Summary Aminosalicylate therapy for ulcerative colitis remains a foundational strategy for the induction and maintenance of remission for mild to moderate disease. Although it seems clear that topical mesalazine (mesalamine) is the most efficacious approach to distal ulcerative colitis, recent trials with orally delivered azo conjugates suggest that there may be an advantage over pH‐released mesalazine as a first‐line approach to active disease. No such comparisons are available for azo products and the prolonged‐release formulation, Pentasa. However, recent meta‐analyses have demonstrated that, although there is little difference in systemic exposure between marketed products, luminal concentrations may vary.

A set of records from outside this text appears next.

//! In-memory SheetStore implementation for tests and local runs.

use std::collections::VecDeque;
use std::sync::Mutex;
use std::sync::RwLock;
use std::sync::atomic::{AtomicUsize, Ordering};

use async_trait::async_trait;

use crate::store::{RawRow, SheetStore, StoreError};

/// A write failure mode queued against the sheet.
#[derive(Clone, Debug)]
pub enum WriteFault {
    /// The write is rejected without touching the sheet.
    Fail(StoreError),

    /// The write lands on the sheet but the acknowledgment is lost, so the
    /// caller still observes the error. Models a success whose response
    /// never arrived.
    AckLost(StoreError),
}

/// In-memory implementation of [`SheetStore`].
///
/// Rows live behind an `RwLock` in sheet order. Per-operation fault queues
/// let tests script transient and fatal failures call by call, the way the
/// remote API produces them.
#[derive(Default)]
pub struct InMemorySheet {
    rows: RwLock<Vec<RawRow>>,
    read_faults: Mutex<VecDeque<StoreError>>,
    write_faults: Mutex<VecDeque<WriteFault>>,
    append_faults: Mutex<VecDeque<StoreError>>,
    reads: AtomicUsize,
    writes: AtomicUsize,
    appends: AtomicUsize,
}

impl InMemorySheet {
    /// Create an empty sheet.
    pub fn new() -> Self {
        Self::default()
    }

    /// Create a sheet pre-populated with the given data rows.
    pub fn with_rows(rows: Vec<RawRow>) -> Self {
        Self {
            rows: RwLock::new(rows),
            ..Self::default()
        }
    }

    /// Snapshot of the current data rows, in sheet order.
    pub fn rows(&self) -> Vec<RawRow> {
        self.rows.read().map(|rows| rows.clone()).unwrap_or_default()
    }

    /// Queue an error for the next `read_all` call.
    pub fn fail_next_read(&self, error: StoreError) {
        if let Ok(mut faults) = self.read_faults.lock() {
            faults.push_back(error);
        }
    }

    /// Queue a failure mode for the next `write_row` call.
    pub fn fail_next_write(&self, fault: WriteFault) {
        if let Ok(mut faults) = self.write_faults.lock() {
            faults.push_back(fault);
        }
    }

    /// Queue an error for the next `append_row` call.
    pub fn fail_next_append(&self, error: StoreError) {
        if let Ok(mut faults) = self.append_faults.lock() {
            faults.push_back(error);
        }
    }

    /// Number of `read_all` calls observed, failed ones included.
    pub fn read_count(&self) -> usize {
        self.reads.load(Ordering::SeqCst)
    }

    /// Number of `write_row` calls observed, failed ones included.
    pub fn write_count(&self) -> usize {
        self.writes.load(Ordering::SeqCst)
    }

    /// Number of `append_row` calls observed, failed ones included.
    pub fn append_count(&self) -> usize {
        self.appends.load(Ordering::SeqCst)
    }

    fn apply_write(&self, row_number: usize, row: RawRow) -> Result<(), StoreError> {
        let mut rows = self
            .rows
            .write()
            .map_err(|_| StoreError::Fatal("sheet lock poisoned".to_string()))?;
        let index = row_number
            .checked_sub(super::FIRST_DATA_ROW)
            .filter(|index| *index < rows.len())
            .ok_or_else(|| StoreError::Fatal(format!("row {row_number} is out of range")))?;
        rows[index] = row;
        Ok(())
    }
}

#[async_trait]
impl SheetStore for InMemorySheet {
    async fn read_all(&self) -> Result<Vec<RawRow>, StoreError> {
        self.reads.fetch_add(1, Ordering::SeqCst);
        if let Ok(mut faults) = self.read_faults.lock()
            && let Some(error) = faults.pop_front()
        {
            return Err(error);
        }
        let rows = self
            .rows
            .read()
            .map_err(|_| StoreError::Fatal("sheet lock poisoned".to_string()))?;
        Ok(rows.clone())
    }

    async fn write_row(&self, row_number: usize, row: RawRow) -> Result<(), StoreError> {
        self.writes.fetch_add(1, Ordering::SeqCst);
        let fault = self
            .write_faults
            .lock()
            .ok()
            .and_then(|mut faults| faults.pop_front());
        match fault {
            Some(WriteFault::Fail(error)) => Err(error),
            Some(WriteFault::AckLost(error)) => {
                self.apply_write(row_number, row)?;
                Err(error)
            }
            None => self.apply_write(row_number, row),
        }
    }

    async fn append_row(&self, row: RawRow) -> Result<(), StoreError> {
        self.appends.fetch_add(1, Ordering::SeqCst);
        if let Ok(mut faults) = self.append_faults.lock()
            && let Some(error) = faults.pop_front()
        {
            return Err(error);
        }
        let mut rows = self
            .rows
            .write()
            .map_err(|_| StoreError::Fatal("sheet lock poisoned".to_string()))?;
        rows.push(row);
        Ok(())
    }
}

In maintenance therapy, aminosalicylates remain the standard approach after aminosalicylate‐induced remission. A number of gaps remain in the evidence base with regard to the optimal dosing of oral mesalazine as a maintenance agent, whether oral mesalazine can maintain remissions after rectal mesalazine induction, and the dose–response and efficacy of aminosalicylates after steroid‐ or ciclosporin‐induced remissions. Although aminosalicylates have been advocated for several decades in Crohn's disease, a number of controversies have evolved since the original trials with sulfasalazine in active Crohn's disease. The original trials demonstrated benefits for sulfasalazine in colonic involvement, but controlled trial evidence for the role of sulfasalazine as maintenance therapy has not been as firmly established. In addition, although oral mesalazine has been demonstrated in controlled trials to be superior to placebo in mild to moderate disease, it is less efficacious than corticosteroids at inducing remissions. The maintenance benefits of mesalazine appear to be limited to patients ‘induced into remission’ with mesalazine and in some post‐operative settings.